Collected data:
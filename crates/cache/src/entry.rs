use std::time::{Duration, Instant};

/// A cached value with its own lifetime. Replaced wholesale, never mutated.
#[derive(Debug, Clone)]
pub struct CacheEntry<V> {
    pub value: V,
    pub created_at: Instant,
    pub ttl: Duration,
}

impl<V> CacheEntry<V> {
    pub fn new(value: V, ttl: Duration) -> Self {
        Self {
            value,
            created_at: Instant::now(),
            ttl,
        }
    }

    pub fn is_expired(&self, now: Instant) -> bool {
        now.saturating_duration_since(self.created_at) >= self.ttl
    }

    /// Time left before expiry.
    pub fn remaining(&self, now: Instant) -> Duration {
        self.ttl
            .saturating_sub(now.saturating_duration_since(self.created_at))
    }
}
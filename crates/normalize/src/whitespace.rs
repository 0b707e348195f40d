//! Whitespace normalization.
//!
//! [`collapse_whitespace`] splits on any Unicode whitespace run and joins the
//! segments with single ASCII spaces, so the result never has leading or
//! trailing whitespace.
//!
//! ```rust
//! use normalize::collapse_whitespace;
//!
//! assert_eq!(collapse_whitespace("  kara   kalem \t"), "kara kalem");
//! ```

/// Collapses repeated whitespace, trims edges, and turns newlines and tabs
/// into single spaces.
///
/// Returns an empty string for empty or whitespace-only input.
pub fn collapse_whitespace(text: &str) -> String {
    let mut normalized = String::with_capacity(text.len());
    for segment in text.split_whitespace() {
        if !normalized.is_empty() {
            normalized.push(' ');
        }
        normalized.push_str(segment);
    }
    normalized
}
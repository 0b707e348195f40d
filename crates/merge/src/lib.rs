//! Merge engine: turns settled per-sub-dictionary outcomes into one
//! [`AggregatedRecord`].
//!
//! Merging never fails. A failed leg only leaves its fields at their
//! defaults and shows up in [`AggregatedRecord::failed`].

mod category;
mod engine;
mod extract;
mod record;

pub use crate::category::Category;
pub use crate::engine::MergeEngine;
pub use crate::record::{
    AggregatedRecord, Example, FailedSource, Phrase, Pronunciation, Sense,
};
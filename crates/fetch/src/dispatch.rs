//! Fan-out dispatch: one retried call per sub-dictionary, all in flight at once.
//!
//! Legs are polled together on the caller's task with `join_all`, so nothing
//! is spawned and no leg can cancel or delay a sibling. The dispatcher waits
//! for every leg to settle and returns one [`SourceOutcome`] per query, in
//! query order.

use std::sync::Arc;
use std::time::{Duration, Instant};

use futures::future::join_all;
use serde_json::Value;
use tracing::{debug, info, warn, Instrument, Level};

use crate::error::FetchError;
use crate::payload::{parse_items, parse_json};
use crate::retry::{execute_with_retry_async, RetryConfig};
use crate::source::{SourceQuery, SubDictionary};
use crate::transport::{Transport, TransportResponse};

/// Settled result of one [`SourceQuery`].
#[derive(Debug, Clone, PartialEq)]
pub struct SourceOutcome {
    pub source: SubDictionary,
    /// Attempts spent, first try included.
    pub attempts: u32,
    pub elapsed: Duration,
    /// Item list on success, the final error once retries are exhausted.
    pub result: Result<Vec<Value>, FetchError>,
}

impl SourceOutcome {
    pub fn is_success(&self) -> bool {
        self.result.is_ok()
    }

    /// Items on success, `None` on failure.
    pub fn items(&self) -> Option<&[Value]> {
        self.result.as_deref().ok()
    }
}

/// Executes sub-dictionary queries through the retry policy.
#[derive(Clone)]
pub struct Dispatcher {
    transport: Arc<dyn Transport>,
    retry: RetryConfig,
    call_timeout: Duration,
}

impl Dispatcher {
    pub fn new(transport: Arc<dyn Transport>, retry: RetryConfig, call_timeout: Duration) -> Self {
        Self {
            transport,
            retry,
            call_timeout,
        }
    }

    pub fn retry_config(&self) -> &RetryConfig {
        &self.retry
    }

    pub fn base_url(&self) -> &str {
        self.transport.base_url()
    }

    /// Runs every query concurrently and waits for all of them to settle.
    pub async fn fan_out(&self, queries: &[SourceQuery]) -> Vec<SourceOutcome> {
        let span = tracing::span!(Level::INFO, "fetch.fan_out", legs = queries.len());
        let start = Instant::now();

        let outcomes = join_all(queries.iter().map(|query| self.fetch_one(query)))
            .instrument(span)
            .await;

        let failed = outcomes.iter().filter(|o| !o.is_success()).count();
        info!(
            legs = outcomes.len(),
            failed,
            elapsed_ms = start.elapsed().as_millis() as u64,
            "fan_out_settled"
        );
        outcomes
    }

    /// Runs one query through the retry policy. Never fails; failures are
    /// recorded in the outcome.
    pub async fn fetch_one(&self, query: &SourceQuery) -> SourceOutcome {
        let source = query.source();
        let retried = execute_with_retry_async(&self.retry, |attempt| async move {
            if attempt > 0 {
                debug!(source = %source, attempt, "leg_retry");
            }
            let response = self.get(query.path(), query.params()).await?;
            parse_items(&response)
        })
        .await;

        if let Err(err) = &retried.result {
            warn!(
                source = %source,
                attempts = retried.attempts,
                kind = err.kind(),
                error = %err,
                "leg_failed"
            );
        }

        SourceOutcome {
            source,
            attempts: retried.attempts,
            elapsed: retried.total_duration,
            result: retried.result,
        }
    }

    /// Retried GET returning the whole JSON document, for endpoints that are
    /// not item lists (daily content, autocomplete).
    pub async fn fetch_json(
        &self,
        path: &str,
        params: &[(String, String)],
    ) -> Result<Value, FetchError> {
        let retried = execute_with_retry_async(&self.retry, |attempt| async move {
            if attempt > 0 {
                debug!(path, attempt, "json_retry");
            }
            let response = self.get(path, params).await?;
            parse_json(&response)
        })
        .await;

        if let Err(err) = &retried.result {
            warn!(path, attempts = retried.attempts, error = %err, "json_fetch_failed");
        }
        retried.result
    }

    /// Single attempt with the per-call deadline applied.
    async fn get(
        &self,
        path: &str,
        params: &[(String, String)],
    ) -> Result<TransportResponse, FetchError> {
        match tokio::time::timeout(self.call_timeout, self.transport.get(path, params)).await {
            Ok(response) => response,
            Err(_) => Err(FetchError::Timeout(self.call_timeout)),
        }
    }
}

§ Task statement
Give the number of lines in the entries that include the string "into", and nothing more.

§ Written answer
2